Two recent events have once again made me consider writing confessional style memoirs of my time as a holiday rep in the hedonistic 1990s. (These days that big spoilsport health and safety looms large in most of the very tame holiday rep stories I hear.) For me, the first trigger was stumbling across Cy Flood’s book, Confessions of a Holiday Rep, written in the very same period when I was wearing that hideous nylon uniform and single-handedly throwing whole drunken teams of rugby players off my coach. The second was this summer’s story doing the rounds of the tabloids about the 19 year old woman who allegedly performed sex acts on several men in a Magaluf bar to win a cocktail. Whilst everyone professed to be shocked and horrified, I didn’t blink: when I was repping for the youth market in Tenerife, this kind of drunken debauchery was so commonplace it stopped becoming noteworthy. In fact, some of the things I was required to do myself were pretty flabbergasting, but I’m saving the best, a game called Blind Man’s Muff, for an upcoming article.
Today’s Rebecca is a completely different person from that freshly graduated twentysomething who (almost) lasted three summer seasons and emerged with a rhino-hide skin. Twenty years on I work in the very staid legal profession, rarely drink and like to be in bed by 10.30 pm. I have never worked such long hours in my life as during my holiday rep years, nor gained such an insight into human nature, often at its very lowest ebb. I would say my time as a rep was the best education I received. In Tenerife, I spent a lot of time breaking up fights (now not allowed due to health and safety) and interpreting for guests at the police station and the hospital. In Turkey, Menorca and Lanzarote I had to entertain the guests by singing and dancing at the rep’s cabaret in addition to all the usual duties. However tough my current job gets, I’m not required by the court to sing Big Spender or do a can-can. I once had to accompany a male guest who was wearing nothing but a g-string to the police station after his camera was stolen. He refused to put on any clothes. The police refused to let him into the building in such an indecent state. I also had to ask a couple if they could please stop having wild exhibitionist sex on their hotel balcony every afternoon.

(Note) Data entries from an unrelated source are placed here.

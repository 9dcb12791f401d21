//! Core data types shared by extraction, migration and backup.

use chrono::{DateTime, Utc};
use serde::{Deserialize, Serialize};
use std::collections::{BTreeMap, BTreeSet};

/// An issue record.
#[derive(Debug, Clone, PartialEq, Eq, Serialize, Deserialize)]
pub struct Issue {
    pub id: String,
    #[serde(default)]
    pub content_hash: String,
    pub title: String,
    #[serde(default)]
    pub description: String,
    #[serde(default)]
    pub design: String,
    #[serde(default)]
    pub acceptance_criteria: String,
    #[serde(default)]
    pub notes: String,
    pub status: String,
    pub priority: i32,
    pub issue_type: String,
    #[serde(default, skip_serializing_if = "Option::is_none")]
    pub assignee: Option<String>,
    #[serde(default, skip_serializing_if = "Option::is_none")]
    pub estimated_minutes: Option<i64>,
    pub created_at: DateTime<Utc>,
    #[serde(default)]
    pub created_by: String,
    pub updated_at: DateTime<Utc>,
    #[serde(default, skip_serializing_if = "Option::is_none")]
    pub closed_at: Option<DateTime<Utc>>,
    #[serde(default)]
    pub close_reason: String,
    #[serde(default, skip_serializing_if = "Option::is_none")]
    pub external_ref: Option<String>,
    #[serde(default)]
    pub pinned: bool,
    /// Arbitrary JSON object stored as text.
    #[serde(default = "empty_json_object")]
    pub metadata: String,
}

/// A typed dependency edge from `issue_id` to `depends_on_id`.
#[derive(Debug, Clone, PartialEq, Eq, Serialize, Deserialize)]
pub struct Dependency {
    pub issue_id: String,
    pub depends_on_id: String,
    /// Edge type: "blocks", "parent-child", "related", "discovered-from", or custom.
    #[serde(rename = "type")]
    pub dep_type: String,
    pub created_at: DateTime<Utc>,
    #[serde(default)]
    pub created_by: String,
    #[serde(default = "empty_json_object")]
    pub metadata: String,
    #[serde(default, skip_serializing_if = "Option::is_none")]
    pub thread_id: Option<String>,
    /// Insertion-order tiebreaker (legacy rowid). Not part of the portable format.
    #[serde(skip)]
    pub seq: i64,
}

/// A history event attached to an issue.
#[derive(Debug, Clone, PartialEq, Eq, Serialize, Deserialize)]
pub struct Event {
    pub id: i64,
    pub issue_id: String,
    pub event_type: String,
    #[serde(default)]
    pub actor: String,
    #[serde(default, skip_serializing_if = "Option::is_none")]
    pub old_value: Option<String>,
    #[serde(default, skip_serializing_if = "Option::is_none")]
    pub new_value: Option<String>,
    #[serde(default, skip_serializing_if = "Option::is_none")]
    pub comment: Option<String>,
    pub created_at: DateTime<Utc>,
}

/// A free-form comment on an issue.
#[derive(Debug, Clone, PartialEq, Eq, Serialize, Deserialize)]
pub struct Comment {
    pub id: i64,
    pub issue_id: String,
    #[serde(default)]
    pub author: String,
    pub text: String,
    pub created_at: DateTime<Utc>,
}

/// One row of the labels table.
#[derive(Debug, Clone, PartialEq, Eq, Serialize, Deserialize)]
pub struct LabelRow {
    pub issue_id: String,
    pub label: String,
}

/// One row of the key/value config table.
#[derive(Debug, Clone, PartialEq, Eq, Serialize, Deserialize)]
pub struct ConfigRow {
    pub key: String,
    pub value: String,
}

fn empty_json_object() -> String {
    "{}".to_string()
}

/// Tables carried by a migration, in write order.
pub const MIGRATED_TABLES: &[&str] = &[
    "issues",
    "labels",
    "dependencies",
    "events",
    "comments",
    "config",
];

/// Row counts per migrated table.
#[derive(Debug, Clone, Copy, Default, PartialEq, Eq, Serialize, Deserialize)]
pub struct TableCounts {
    pub issues: u64,
    pub labels: u64,
    pub dependencies: u64,
    pub events: u64,
    pub comments: u64,
    pub config: u64,
}

impl TableCounts {
    /// Get the count for a table by name.
    pub fn get(&self, table: &str) -> Option<u64> {
        match table {
            "issues" => Some(self.issues),
            "labels" => Some(self.labels),
            "dependencies" => Some(self.dependencies),
            "events" => Some(self.events),
            "comments" => Some(self.comments),
            "config" => Some(self.config),
            _ => None,
        }
    }

    /// Iterate `(table, count)` pairs in write order.
    pub fn iter(&self) -> impl Iterator<Item = (&'static str, u64)> + '_ {
        MIGRATED_TABLES
            .iter()
            .map(move |t| (*t, self.get(t).unwrap_or(0)))
    }

    pub fn total(&self) -> u64 {
        self.iter().map(|(_, n)| n).sum()
    }
}

/// Deterministically ordered, in-memory copy of all migratable data.
///
/// Built through [`SnapshotBuilder`], which fixes the ordering rules:
/// issues by `(created_at, id)`, per-issue dependencies by
/// `(created_at, seq)`, events and comments by `(created_at, id)`.
#[derive(Debug, Clone, Default, PartialEq, Eq, Serialize)]
pub struct Snapshot {
    pub issues: Vec<Issue>,
    pub labels: BTreeMap<String, BTreeSet<String>>,
    pub dependencies: BTreeMap<String, Vec<Dependency>>,
    pub events: BTreeMap<String, Vec<Event>>,
    pub comments: BTreeMap<String, Vec<Comment>>,
    pub config: BTreeMap<String, String>,
    pub prefix: String,
}

impl Snapshot {
    pub fn is_empty(&self) -> bool {
        self.issues.is_empty()
            && self.labels.is_empty()
            && self.dependencies.is_empty()
            && self.events.is_empty()
            && self.comments.is_empty()
            && self.config.is_empty()
    }

    /// Row counts as they would land in the target tables.
    pub fn counts(&self) -> TableCounts {
        TableCounts {
            issues: self.issues.len() as u64,
            labels: self.labels.values().map(|s| s.len() as u64).sum(),
            dependencies: self.dependencies.values().map(|v| v.len() as u64).sum(),
            events: self.events.values().map(|v| v.len() as u64).sum(),
            comments: self.comments.values().map(|v| v.len() as u64).sum(),
            config: self.config.len() as u64,
        }
    }

    pub fn label_rows(&self) -> impl Iterator<Item = LabelRow> + '_ {
        self.labels.iter().flat_map(|(issue_id, labels)| {
            labels.iter().map(move |label| LabelRow {
                issue_id: issue_id.clone(),
                label: label.clone(),
            })
        })
    }

    pub fn all_dependencies(&self) -> impl Iterator<Item = &Dependency> {
        self.dependencies.values().flatten()
    }

    pub fn all_events(&self) -> impl Iterator<Item = &Event> {
        self.events.values().flatten()
    }

    pub fn all_comments(&self) -> impl Iterator<Item = &Comment> {
        self.comments.values().flatten()
    }
}

/// Accumulates rows in any order and produces a deterministically ordered [`Snapshot`].
#[derive(Debug, Default)]
pub struct SnapshotBuilder {
    issues: Vec<Issue>,
    labels: Vec<LabelRow>,
    dependencies: Vec<Dependency>,
    events: Vec<Event>,
    comments: Vec<Comment>,
    config: Vec<ConfigRow>,
}

impl SnapshotBuilder {
    pub fn new() -> Self {
        Self::default()
    }

    pub fn issue(&mut self, issue: Issue) -> &mut Self {
        self.issues.push(issue);
        self
    }

    pub fn label(&mut self, row: LabelRow) -> &mut Self {
        self.labels.push(row);
        self
    }

    pub fn dependency(&mut self, dep: Dependency) -> &mut Self {
        self.dependencies.push(dep);
        self
    }

    pub fn event(&mut self, event: Event) -> &mut Self {
        self.events.push(event);
        self
    }

    pub fn comment(&mut self, comment: Comment) -> &mut Self {
        self.comments.push(comment);
        self
    }

    pub fn config(&mut self, row: ConfigRow) -> &mut Self {
        self.config.push(row);
        self
    }

    pub fn build(self) -> Snapshot {
        let mut issues = self.issues;
        issues.sort_by(|a, b| (a.created_at, &a.id).cmp(&(b.created_at, &b.id)));

        let mut labels: BTreeMap<String, BTreeSet<String>> = BTreeMap::new();
        for row in self.labels {
            labels.entry(row.issue_id).or_default().insert(row.label);
        }

        let mut dependencies: BTreeMap<String, Vec<Dependency>> = BTreeMap::new();
        for dep in self.dependencies {
            dependencies.entry(dep.issue_id.clone()).or_default().push(dep);
        }
        for deps in dependencies.values_mut() {
            deps.sort_by_key(|d| (d.created_at, d.seq));
        }

        let mut events: BTreeMap<String, Vec<Event>> = BTreeMap::new();
        for event in self.events {
            events.entry(event.issue_id.clone()).or_default().push(event);
        }
        for list in events.values_mut() {
            list.sort_by_key(|e| (e.created_at, e.id));
        }

        let mut comments: BTreeMap<String, Vec<Comment>> = BTreeMap::new();
        for comment in self.comments {
            comments
                .entry(comment.issue_id.clone())
                .or_default()
                .push(comment);
        }
        for list in comments.values_mut() {
            list.sort_by_key(|c| (c.created_at, c.id));
        }

        let config: BTreeMap<String, String> =
            self.config.into_iter().map(|r| (r.key, r.value)).collect();

        let prefix = derive_prefix(&config, &issues);

        Snapshot {
            issues,
            labels,
            dependencies,
            events,
            comments,
            config,
            prefix,
        }
    }
}

/// Config key holding the issue ID prefix.
pub const ISSUE_PREFIX_KEY: &str = "issue_prefix";

/// The configured prefix, or the part of the first issue ID before its last `-`.
fn derive_prefix(config: &BTreeMap<String, String>, issues: &[Issue]) -> String {
    if let Some(prefix) = config.get(ISSUE_PREFIX_KEY) {
        let prefix = prefix.trim().trim_end_matches('-');
        if !prefix.is_empty() {
            return prefix.to_string();
        }
    }
    issues
        .first()
        .and_then(|issue| issue.id.rsplit_once('-'))
        .map(|(prefix, _)| prefix.to_string())
        .unwrap_or_default()
}
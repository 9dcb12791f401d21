//! Post-write verification: the target must hold at least what was read.

use crate::error::{MigrateError, MigrateResult};
use crate::types::TableCounts;

/// Check issue and dependency counts.
///
/// The target may hold more rows than the source (an idempotent re-run
/// onto existing data) but never fewer.
pub fn verify_migration_counts(
    source_issues: u64,
    source_deps: u64,
    target_issues: u64,
    target_deps: u64,
) -> MigrateResult<()> {
    if target_issues < source_issues {
        return Err(MigrateError::shortfall("issues", source_issues, target_issues));
    }
    if target_deps < source_deps {
        return Err(MigrateError::shortfall("dependencies", source_deps, target_deps));
    }
    Ok(())
}

/// Check every migrated table.
pub fn verify_table_counts(source: &TableCounts, target: &TableCounts) -> MigrateResult<()> {
    verify_migration_counts(source.issues, source.dependencies, target.issues, target.dependencies)?;
    for (table, expected) in source.iter() {
        let actual = target.get(table).unwrap_or(0);
        if actual < expected {
            return Err(MigrateError::shortfall(table, expected, actual));
        }
    }
    Ok(())
}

But are these stories actually interesting or funny or, like many confessional memoirs, are they just simply self-indulgent? Did you have to be there at the time? I’ve read quite a few true stories where the writer is obviously writing for their own amusement. Yes, it may have been hilarious at the time when the author was drunkenly scrambling over rocks at 2 am on a Thai beach, but for the reader it is as thrilling as looking at all 1,000 of your colleague’s holiday snaps. Or is it all down to good writing and the way you tell your tales? The jury is still out for me, although what Blind Man’s Muff entailed is so toe-curlingly horrifying that everyone I tell is fascinated.
Since 2009 I have been working on my magnum opus, a fly-on-the-wall novel about what really goes on behind the scenes in the legal profession. So I guess my answer is yes!